A culturally competent history taker will ask questions about these elements in a way that elicits meaningful responses from the patient. This means questions should be open-ended wherein one elicits maximum information in a short period of time. Please see Appendix A in your text by Andrews and Boyle (2016) for a transcultural nursing assessment guide for individuals and families. You will have an opportunity to develop open-ended questions in Milestone 2 of your Course Project, Transcultural Assessment Guide and Questions. It is not too early to review those guidelines.
Patients who have limited skills reading and speaking English may need a medical or healthcare interpreter or translator. Both the interpreter and translator can serve as a communication bridge between the patient and the healthcare provider.
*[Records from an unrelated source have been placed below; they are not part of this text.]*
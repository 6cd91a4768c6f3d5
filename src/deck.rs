//! A single 52-card deck.

use alloc::vec::Vec;

use crate::card::{Card, DECK_SIZE, Rank, Suit};
use crate::error::{DealError, DeckError};
use crate::random::RandomSource;

/// An ordered deck of cards. The last card is the top of the deck.
#[derive(Debug, Clone, PartialEq, Eq)]
pub struct Deck {
    cards: Vec<Card>,
}

impl Deck {
    /// Creates a full deck in canonical order: suits Hearts, Diamonds, Clubs,
    /// Spades, each from Two up to Ace.
    #[must_use]
    pub fn new() -> Self {
        let mut cards = Vec::with_capacity(DECK_SIZE);

        for suit in Suit::ALL {
            for rank in Rank::ALL {
                cards.push(Card::new(suit, rank));
            }
        }

        Self { cards }
    }

    /// Creates a full deck and shuffles it.
    #[must_use]
    pub fn fresh_shuffled<R: RandomSource + ?Sized>(rng: &mut R) -> Self {
        let mut deck = Self::new();
        deck.shuffle(rng);
        deck
    }

    /// Creates a deck from explicit cards; the last card is dealt first.
    ///
    /// # Errors
    ///
    /// Returns an error if a card appears more than once.
    pub fn from_cards(cards: Vec<Card>) -> Result<Self, DeckError> {
        for (index, card) in cards.iter().enumerate() {
            if cards[..index].contains(card) {
                return Err(DeckError::DuplicateCard(*card));
            }
        }
        Ok(Self { cards })
    }

    /// Shuffles the deck in place with Fisher-Yates.
    pub fn shuffle<R: RandomSource + ?Sized>(&mut self, rng: &mut R) {
        for i in (1..self.cards.len()).rev() {
            let j = rng.pick_index(i);
            self.cards.swap(i, j);
        }
    }

    /// Removes and returns the top card.
    ///
    /// # Errors
    ///
    /// Returns [`DealError::EmptyDeck`] if no cards remain.
    pub fn deal(&mut self) -> Result<Card, DealError> {
        self.cards.pop().ok_or(DealError::EmptyDeck)
    }

    /// Returns the number of cards remaining.
    #[must_use]
    pub const fn len(&self) -> usize {
        self.cards.len()
    }

    /// Returns whether the deck is empty.
    #[must_use]
    pub const fn is_empty(&self) -> bool {
        self.cards.is_empty()
    }

    /// Returns the remaining cards, bottom first.
    #[must_use]
    pub fn cards(&self) -> &[Card] {
        &self.cards
    }

    /// Returns whether the deck still holds the given card.
    #[must_use]
    pub fn contains(&self, card: &Card) -> bool {
        self.cards.contains(card)
    }
}

impl Default for Deck {
    fn default() -> Self {
        Self::new()
    }
}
Both need to understand English and the patient’s own language, including medical terms and ways to explain this so that a nonhealthcare professional may understand. Being sensitive to culture is an important attribute.
An interpreter is similar to, but not the same as, a translator. A translator converts information into the desired language but does not attempt to embellish or explain it. An interpreter may go further than simple translation to give cultural meaning to what is being communicated. As nurses, we may be tempted to embellish and explain.
What is the difference between an interpreter and a translator?
Can you think of an example of where the difference between translating and interpreting may impact your communication with a patient?
To learn more about interpreters and the use of language access services, connect to www.ThinkCulturalHealth.hhs.gov (Links to an external site.), and review the short videos units entitled “Working with an interpreter” and “Using language access services.” These will be valuable videos for your review.
Assessment Questions: Q & A
In Milestone 2, you will be asked to develop primary and follow-up questions for the individual you choose for your Course Project. While we are talking about communication, let’s think about some quality questions. Asking the correct questions during any health history/assessment is a skill. Review the following and see how you do.
Assessment Questions: Q & A
Please indicate if the following are high quality assessment questions.
- “Can you tell me about a disease that is prevalent in your culture?” This is a high quality assessment question.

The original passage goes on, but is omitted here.